Stored data entries
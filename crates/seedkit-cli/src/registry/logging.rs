use std::fs::OpenOptions;
use std::io::{self, Write};
use std::path::Path;
use std::sync::{Arc, Mutex};

use tracing_subscriber::EnvFilter;
use tracing_subscriber::fmt::time::UtcTime;
use tracing_subscriber::fmt::writer::BoxMakeWriter;
use tracing_subscriber::prelude::*;

use super::{RegistryError, RegistryResult};

const DEFAULT_STDERR_FILTER: &str = "info";

/// Install the JSON file layer for `logs.ndjson` and, when `stderr` is set,
/// a human-readable layer filtered by `RUST_LOG`.
pub fn init_run_logging(path: &Path, stderr: bool) -> RegistryResult<()> {
    let file = OpenOptions::new().create(true).append(true).open(path)?;
    let file = Arc::new(Mutex::new(file));

    let make_writer = BoxMakeWriter::new(move || SharedWriter {
        file: Arc::clone(&file),
    });

    let file_layer = tracing_subscriber::fmt::layer()
        .json()
        .with_timer(UtcTime::rfc_3339())
        .with_writer(make_writer);

    let stderr_layer = stderr.then(|| {
        let filter = EnvFilter::try_from_default_env()
            .unwrap_or_else(|_| EnvFilter::new(DEFAULT_STDERR_FILTER));
        tracing_subscriber::fmt::layer()
            .with_target(false)
            .with_writer(io::stderr)
            .with_filter(filter)
    });

    tracing_subscriber::registry()
        .with(file_layer)
        .with(stderr_layer)
        .try_init()
        .map_err(|err| RegistryError::Logging(err.to_string()))?;

    Ok(())
}

struct SharedWriter {
    file: Arc<Mutex<std::fs::File>>,
}

impl Write for SharedWriter {
    fn write(&mut self, buf: &[u8]) -> io::Result<usize> {
        let mut file = self
            .file
            .lock()
            .map_err(|_| io::Error::other("log file lock poisoned"))?;
        file.write(buf)
    }

    fn flush(&mut self) -> io::Result<()> {
        let mut file = self
            .file
            .lock()
            .map_err(|_| io::Error::other("log file lock poisoned"))?;
        file.flush()
    }
}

ABOUT THIS TASK
From the records above, quote only the lines running from the line with "pub fn init_run_logging(path: &Path, stderr: bool)" to the line with "let stderr_layer = stderr.then(||", both lines included.

WRITTEN RESPONSE
pub fn init_run_logging(path: &Path, stderr: bool) -> RegistryResult<()> {
    let file = OpenOptions::new().create(true).append(true).open(path)?;
    let file = Arc::new(Mutex::new(file));

    let make_writer = BoxMakeWriter::new(move || SharedWriter {
        file: Arc::clone(&file),
    });

    let file_layer = tracing_subscriber::fmt::layer()
        .json()
        .with_timer(UtcTime::rfc_3339())
        .with_writer(make_writer);

    let stderr_layer = stderr.then(|| {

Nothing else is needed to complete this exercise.